┌────────

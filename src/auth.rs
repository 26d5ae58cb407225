//! C4 — AuthPipeline (spec.md §4.4).
//!
//! No teacher equivalent exists: `ssh/session.rs` made one inline auth
//! call per connect. This generalizes that call's bounded-retry idiom
//! into the full 3-source priority list, keyboard-interactive
//! forwarding, and retry-cap rules spec.md §4.4 describes.

use std::time::Duration;

use tokio::sync::{mpsc, oneshot};
use tracing::{debug, info, warn};

use crate::config::{Config, FileUser};
use crate::error::GatewayError;
use crate::session_store::AuthMethod;
use crate::ssh::client::{ConnectOutcome, HostKeyPolicy, InteractiveCallback, PromptItem};
use crate::ssh::{SshClient, SshError};
use crate::validator::{validate_credential_format, CredentialInput, Credentials};

const DEFAULT_RETRY_CAP: u32 = 3;
/// spec.md §4.4's interactive-prompt timeout; also the window
/// `ConnectionAdapter` registers auth prompts under in its
/// `PromptTracker`, so the two stay in lockstep.
pub(crate) const DEFAULT_PROMPT_TIMEOUT: Duration = Duration::from_secs(60);

#[derive(Debug, Clone, Copy, PartialEq, Eq)]
pub enum AuthPipelineState {
    Idle,
    Gathering,
    Attempting,
    AwaitingInteractive,
    Authenticated,
    Failed,
}

/// One labeled field in an interactive prompt form (a plain password
/// prompt has exactly one; keyboard-interactive may have several).
#[derive(Debug, Clone)]
pub struct PromptField {
    pub label: String,
    pub echo: bool,
}

/// Sent to whatever owns the client socket (the adapter) so it can emit
/// the typed `prompt` event and wait for `prompt-response`.
pub struct PromptRequest {
    pub prompt_type: &'static str, // "password" | "keyboard-interactive"
    pub title: String,
    pub fields: Vec<PromptField>,
    pub respond_to: oneshot::Sender<PromptReply>,
}

#[derive(Debug, Clone, Default)]
pub struct PromptReply {
    pub dismissed: bool,
    pub inputs: Vec<String>,
}

pub type PromptSender = mpsc::Sender<PromptRequest>;

#[derive(Debug, Clone)]
pub struct AuthResult {
    pub username: String,
    pub method: AuthMethod,
    /// Retained only when `options.allowReplay` is set; otherwise always
    /// `None` by the time this leaves the pipeline (spec.md §4.4).
    pub replayable_password: Option<String>,
}

/// Where session-attached credentials (source 2 of spec.md §4.4) came
/// from, so [`AuthResult::method`] can be set correctly.
#[derive(Debug, Clone)]
pub struct SessionAttached {
    pub credentials: CredentialInput,
    pub method: AuthMethod,
}

pub struct AuthPipeline<'a> {
    config: &'a Config,
    retry_cap: u32,
}

impl<'a> AuthPipeline<'a> {
    pub fn new(config: &'a Config) -> Self {
        Self {
            config,
            retry_cap: DEFAULT_RETRY_CAP,
        }
    }

    /// Drives `SSHClient.connect` until success or terminal failure,
    /// probing sources in priority order: config default user, then
    /// session-attached credentials, then interactive prompting (unless
    /// `disableInteractiveAuth`).
    pub async fn authenticate(
        &self,
        host: String,
        port: u16,
        session_attached: Option<SessionAttached>,
        prompt_tx: Option<PromptSender>,
    ) -> Result<(AuthResult, ConnectOutcome), GatewayError> {
        let mut attempts = 0u32;
        let mut last_error: Option<GatewayError> = None;

        loop {
            let (credentials, method) = match self
                .gather(&session_attached, host.clone(), port, prompt_tx.as_ref(), attempts)
                .await
            {
                Ok(pair) => pair,
                Err(e) => return Err(e),
            };

            let interactive_cb = self.make_interactive_callback(prompt_tx.clone());

            let allow_replay = self.config.options.allow_replay;
            let replayable_password = if allow_replay { credentials.password.clone() } else { None };
            let username = credentials.username.clone();

            let ssh_settings = self.config.ssh.clone();
            let host_key_policy = self.host_key_policy();

            match SshClient::connect(credentials, ssh_settings, host_key_policy, interactive_cb).await {
                Ok(outcome) => {
                    info!(%username, ?method, "authentication succeeded");
                    return Ok((
                        AuthResult {
                            username,
                            method,
                            replayable_password,
                        },
                        outcome,
                    ));
                }
                Err(SshError::Auth(msg)) => {
                    attempts += 1;
                    warn!(attempt = attempts, error = %msg, "auth attempt rejected");
                    last_error = Some(GatewayError::Auth(msg));
                    if attempts >= self.retry_cap || prompt_tx.is_none() || self.config.ssh.disable_interactive_auth {
                        break;
                    }
                    // loop again: next gather() call re-prompts interactively.
                }
                Err(e @ (SshError::Network(_) | SshError::Timeout(_))) => {
                    // spec.md §4.4: network/timeout errors are never retried.
                    return Err(e.into());
                }
                Err(e) => return Err(e.into()),
            }
        }

        Err(last_error.unwrap_or_else(|| GatewayError::Auth("authentication failed".into())))
    }

    /// Source priority: (1) config default user, (2) session-attached,
    /// (3) interactive prompt. Sources 1 and 2 only apply on the first
    /// attempt — once the server has rejected a set of credentials,
    /// retrying with the same unchanged config/session credentials would
    /// just fail the same way, so later attempts always fall through to
    /// an interactive re-prompt.
    async fn gather(
        &self,
        session_attached: &Option<SessionAttached>,
        host: String,
        port: u16,
        prompt_tx: Option<&PromptSender>,
        attempts: u32,
    ) -> Result<(Credentials, AuthMethod), GatewayError> {
        if attempts == 0 {
            if let Some(creds) = self.config_default_credentials(host.clone(), port) {
                debug!("using config-provided default user credentials");
                return Ok((creds, AuthMethod::Basic));
            }

            if let Some(attached) = session_attached {
                let mut input = attached.credentials.clone();
                input.host.get_or_insert(host.clone());
                input.port.get_or_insert(port.to_string());
                if let Ok(creds) = validate_credential_format(input) {
                    debug!(method = ?attached.method, "using session-attached credentials");
                    return Ok((creds, attached.method));
                }
            }
        }

        if self.config.ssh.disable_interactive_auth {
            return Err(GatewayError::Auth("credentials required".into()));
        }

        let Some(tx) = prompt_tx else {
            return Err(GatewayError::Auth("credentials required".into()));
        };

        self.prompt_for_password(tx, host, port).await
    }

    fn config_default_credentials(&self, host: String, port: u16) -> Option<Credentials> {
        let user: &FileUser = &self.config.default_user;
        let username = user.name.clone()?;
        if user.password.is_none() && user.private_key.is_none() {
            return None;
        }
        Some(Credentials {
            username,
            host,
            port,
            password: user.password.clone(),
            private_key: user.private_key.clone(),
            passphrase: user.passphrase.clone(),
        })
    }

    async fn prompt_for_password(
        &self,
        tx: &PromptSender,
        host: String,
        port: u16,
    ) -> Result<(Credentials, AuthMethod), GatewayError> {
        let (respond_to, reply_rx) = oneshot::channel();
        let request = PromptRequest {
            prompt_type: "password",
            title: format!("Password for {host}"),
            fields: vec![
                PromptField { label: "username".into(), echo: true },
                PromptField { label: "password".into(), echo: false },
            ],
            respond_to,
        };
        tx.send(request)
            .await
            .map_err(|_| GatewayError::internal("prompt channel closed"))?;

        let reply = tokio::time::timeout(DEFAULT_PROMPT_TIMEOUT, reply_rx)
            .await
            .map_err(|_| GatewayError::Timeout(DEFAULT_PROMPT_TIMEOUT))?
            .map_err(|_| GatewayError::internal("prompt responder dropped"))?;

        if reply.dismissed || reply.inputs.len() < 2 {
            return Err(GatewayError::Auth("credentials required".into()));
        }

        let input = CredentialInput {
            username: Some(reply.inputs[0].clone()),
            host: Some(host),
            port: Some(port.to_string()),
            password: Some(reply.inputs[1].clone()),
            private_key: None,
            passphrase: None,
        };
        let creds = validate_credential_format(input).map_err(|errors| GatewayError::validation(errors.join("; ")))?;
        Ok((creds, AuthMethod::Interactive))
    }

    /// Builds the callback `SSHClient::connect` invokes when the server
    /// itself requests keyboard-interactive auth (distinct from the
    /// password-prompt path above: this round-trip happens *inside* the
    /// blocking connect call, mid-handshake).
    fn make_interactive_callback(&self, prompt_tx: Option<PromptSender>) -> Option<InteractiveCallback> {
        if self.config.ssh.disable_interactive_auth {
            return None;
        }
        let tx = prompt_tx?;
        let handle = tokio::runtime::Handle::current();
        Some(std::sync::Arc::new(move |_username: &str, prompts: Vec<PromptItem>| -> Vec<String> {
            let tx = tx.clone();
            let fields = prompts
                .iter()
                .map(|p| PromptField { label: p.text.clone(), echo: p.echo })
                .collect();
            handle.block_on(async move {
                let (respond_to, reply_rx) = oneshot::channel();
                let request = PromptRequest {
                    prompt_type: "keyboard-interactive",
                    title: "Authentication".to_string(),
                    fields,
                    respond_to,
                };
                if tx.send(request).await.is_err() {
                    return vec![String::new(); prompts.len()];
                }
                match tokio::time::timeout(DEFAULT_PROMPT_TIMEOUT, reply_rx).await {
                    Ok(Ok(reply)) if !reply.dismissed => reply.inputs,
                    _ => vec![String::new(); prompts.len()],
                }
            })
        }))
    }

    fn host_key_policy(&self) -> HostKeyPolicy {
        let hkv = &self.config.ssh.host_key_verification;
        if hkv.enabled {
            HostKeyPolicy::Strict {
                trusted: hkv.trusted_fingerprints.clone(),
            }
        } else {
            HostKeyPolicy::Disabled
        }
    }
}

#[cfg(test)]
mod tests {
    use super::*;
    use crate::config::{Cli, Config as GatewayConfig};

    fn test_config() -> GatewayConfig {
        GatewayConfig::load(&Cli::default()).expect("defaults validate")
    }

    #[test]
    fn retry_cap_defaults_to_three() {
        let config = test_config();
        let pipeline = AuthPipeline::new(&config);
        assert_eq!(pipeline.retry_cap, DEFAULT_RETRY_CAP);
    }

    #[test]
    fn config_default_credentials_require_a_secret() {
        let mut config = test_config();
        config.default_user.name = Some("root".into());
        let pipeline = AuthPipeline::new(&config);
        assert!(pipeline.config_default_credentials("host".into(), 22).is_none());

        config.default_user.password = Some("hunter2".into());
        let pipeline = AuthPipeline::new(&config);
        assert!(pipeline.config_default_credentials("host".into(), 22).is_some());
    }

    #[tokio::test]
    async fn retry_does_not_reuse_config_default_credentials() {
        let mut config = test_config();
        config.default_user.name = Some("root".into());
        config.default_user.password = Some("hunter2".into());
        let pipeline = AuthPipeline::new(&config);

        let (creds, method) = pipeline.gather(&None, "host".into(), 22, None, 0).await.unwrap();
        assert_eq!(creds.username, "root");
        assert_eq!(method, AuthMethod::Basic);

        // Once a prior attempt has failed, source 1 must not be retried
        // verbatim: with no prompt channel to fall back on, gather() has to
        // fail rather than hand back the same rejected credentials again.
        let err = pipeline.gather(&None, "host".into(), 22, None, 1).await;
        assert!(err.is_err());
    }

    #[test]
    fn disable_interactive_auth_suppresses_callback() {
        let mut config = test_config();
        config.ssh.disable_interactive_auth = true;
        let pipeline = AuthPipeline::new(&config);
        assert!(pipeline.make_interactive_callback(None).is_none());
    }
}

└────────

If the string "info" is in a line of the entries, pick that line out.

### Result for this exercise
use tracing::{debug, info, warn};
                    info!(%username, ?method, "authentication succeeded");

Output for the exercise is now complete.